[Data excerpts]
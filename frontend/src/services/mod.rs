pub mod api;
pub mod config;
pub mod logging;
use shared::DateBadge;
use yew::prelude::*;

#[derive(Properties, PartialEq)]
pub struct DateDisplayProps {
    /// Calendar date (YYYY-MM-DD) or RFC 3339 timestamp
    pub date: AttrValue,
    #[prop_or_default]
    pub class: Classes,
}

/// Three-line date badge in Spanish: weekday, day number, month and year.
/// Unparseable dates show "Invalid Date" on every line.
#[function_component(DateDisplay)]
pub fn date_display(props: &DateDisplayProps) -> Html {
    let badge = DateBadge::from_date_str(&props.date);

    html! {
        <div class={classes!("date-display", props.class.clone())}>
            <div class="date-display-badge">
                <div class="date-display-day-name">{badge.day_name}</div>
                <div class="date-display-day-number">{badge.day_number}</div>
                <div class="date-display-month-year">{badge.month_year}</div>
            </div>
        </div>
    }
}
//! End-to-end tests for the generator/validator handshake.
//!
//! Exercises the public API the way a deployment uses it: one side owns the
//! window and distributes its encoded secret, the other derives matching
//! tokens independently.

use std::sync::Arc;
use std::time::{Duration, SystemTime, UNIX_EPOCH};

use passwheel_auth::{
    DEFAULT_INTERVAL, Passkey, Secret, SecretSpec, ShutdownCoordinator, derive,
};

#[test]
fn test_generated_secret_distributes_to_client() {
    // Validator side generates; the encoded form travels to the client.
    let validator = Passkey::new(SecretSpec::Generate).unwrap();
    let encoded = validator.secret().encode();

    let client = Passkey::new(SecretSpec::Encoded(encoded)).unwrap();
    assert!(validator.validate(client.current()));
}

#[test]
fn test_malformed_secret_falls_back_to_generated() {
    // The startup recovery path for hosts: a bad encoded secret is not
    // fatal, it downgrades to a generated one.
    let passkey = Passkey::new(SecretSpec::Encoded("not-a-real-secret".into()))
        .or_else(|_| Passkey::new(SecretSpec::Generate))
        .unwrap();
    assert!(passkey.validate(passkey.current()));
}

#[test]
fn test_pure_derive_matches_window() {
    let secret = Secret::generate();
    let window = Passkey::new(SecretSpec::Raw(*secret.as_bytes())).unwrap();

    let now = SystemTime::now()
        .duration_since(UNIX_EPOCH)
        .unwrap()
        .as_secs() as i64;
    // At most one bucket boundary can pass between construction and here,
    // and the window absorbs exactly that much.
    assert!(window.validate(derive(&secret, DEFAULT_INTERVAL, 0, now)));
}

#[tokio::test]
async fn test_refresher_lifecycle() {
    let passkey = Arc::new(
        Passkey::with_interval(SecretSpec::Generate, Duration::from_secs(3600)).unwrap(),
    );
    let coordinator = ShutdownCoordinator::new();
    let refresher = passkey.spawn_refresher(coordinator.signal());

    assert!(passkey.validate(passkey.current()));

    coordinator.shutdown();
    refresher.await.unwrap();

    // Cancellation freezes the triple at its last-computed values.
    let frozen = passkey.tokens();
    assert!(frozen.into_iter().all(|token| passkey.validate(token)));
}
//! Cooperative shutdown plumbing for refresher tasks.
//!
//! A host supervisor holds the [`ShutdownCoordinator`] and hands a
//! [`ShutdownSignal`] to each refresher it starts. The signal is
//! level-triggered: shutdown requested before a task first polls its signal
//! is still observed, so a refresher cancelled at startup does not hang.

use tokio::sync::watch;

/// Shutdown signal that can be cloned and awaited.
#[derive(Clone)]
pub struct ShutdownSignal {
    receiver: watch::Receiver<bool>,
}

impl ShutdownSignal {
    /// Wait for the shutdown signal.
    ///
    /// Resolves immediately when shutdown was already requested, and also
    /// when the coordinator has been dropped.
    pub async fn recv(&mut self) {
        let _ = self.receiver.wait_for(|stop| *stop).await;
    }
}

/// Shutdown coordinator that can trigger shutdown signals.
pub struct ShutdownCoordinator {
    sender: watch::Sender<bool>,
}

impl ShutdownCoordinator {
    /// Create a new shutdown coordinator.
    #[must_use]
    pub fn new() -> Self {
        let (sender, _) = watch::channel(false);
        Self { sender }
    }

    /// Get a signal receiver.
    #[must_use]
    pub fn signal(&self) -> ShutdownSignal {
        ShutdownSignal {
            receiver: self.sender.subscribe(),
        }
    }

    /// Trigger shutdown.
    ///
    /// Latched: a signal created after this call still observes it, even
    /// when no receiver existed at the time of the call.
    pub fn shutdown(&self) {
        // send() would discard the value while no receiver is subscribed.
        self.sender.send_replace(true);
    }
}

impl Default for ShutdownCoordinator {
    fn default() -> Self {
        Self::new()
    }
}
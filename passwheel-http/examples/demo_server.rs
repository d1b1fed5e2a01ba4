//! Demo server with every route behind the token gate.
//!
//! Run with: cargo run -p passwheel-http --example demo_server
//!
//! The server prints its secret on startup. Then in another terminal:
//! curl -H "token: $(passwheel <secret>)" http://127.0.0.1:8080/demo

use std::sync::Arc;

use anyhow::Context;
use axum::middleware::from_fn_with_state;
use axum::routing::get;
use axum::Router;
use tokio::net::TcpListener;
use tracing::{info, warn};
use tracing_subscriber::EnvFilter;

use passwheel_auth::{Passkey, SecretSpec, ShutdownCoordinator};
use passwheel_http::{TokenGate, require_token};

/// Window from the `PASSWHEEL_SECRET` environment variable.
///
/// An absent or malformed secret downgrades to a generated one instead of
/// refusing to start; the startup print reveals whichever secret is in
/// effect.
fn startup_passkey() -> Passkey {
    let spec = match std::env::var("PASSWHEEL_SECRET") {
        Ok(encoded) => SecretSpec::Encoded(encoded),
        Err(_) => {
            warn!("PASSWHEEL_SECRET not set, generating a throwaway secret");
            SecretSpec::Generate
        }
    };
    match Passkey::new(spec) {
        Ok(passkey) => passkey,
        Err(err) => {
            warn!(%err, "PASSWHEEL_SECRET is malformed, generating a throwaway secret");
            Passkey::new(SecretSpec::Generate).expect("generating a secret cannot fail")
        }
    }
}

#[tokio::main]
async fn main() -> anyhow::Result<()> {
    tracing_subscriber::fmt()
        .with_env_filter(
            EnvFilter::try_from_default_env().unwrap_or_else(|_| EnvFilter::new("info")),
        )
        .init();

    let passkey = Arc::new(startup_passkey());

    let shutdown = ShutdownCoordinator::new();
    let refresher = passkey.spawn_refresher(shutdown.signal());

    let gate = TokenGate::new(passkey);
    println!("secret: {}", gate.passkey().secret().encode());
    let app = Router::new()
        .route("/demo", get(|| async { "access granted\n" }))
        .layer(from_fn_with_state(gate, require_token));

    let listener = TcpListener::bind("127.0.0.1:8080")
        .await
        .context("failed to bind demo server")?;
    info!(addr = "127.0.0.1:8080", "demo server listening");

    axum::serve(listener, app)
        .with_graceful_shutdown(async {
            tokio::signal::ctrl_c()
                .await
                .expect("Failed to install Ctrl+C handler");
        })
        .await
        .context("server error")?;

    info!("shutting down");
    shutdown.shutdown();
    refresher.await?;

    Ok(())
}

■ **What to produce**: If a line of the records includes the string "bool", copy it out.

■ **Answer for the task**:
    receiver: watch::Receiver<bool>,
    sender: watch::Sender<bool>,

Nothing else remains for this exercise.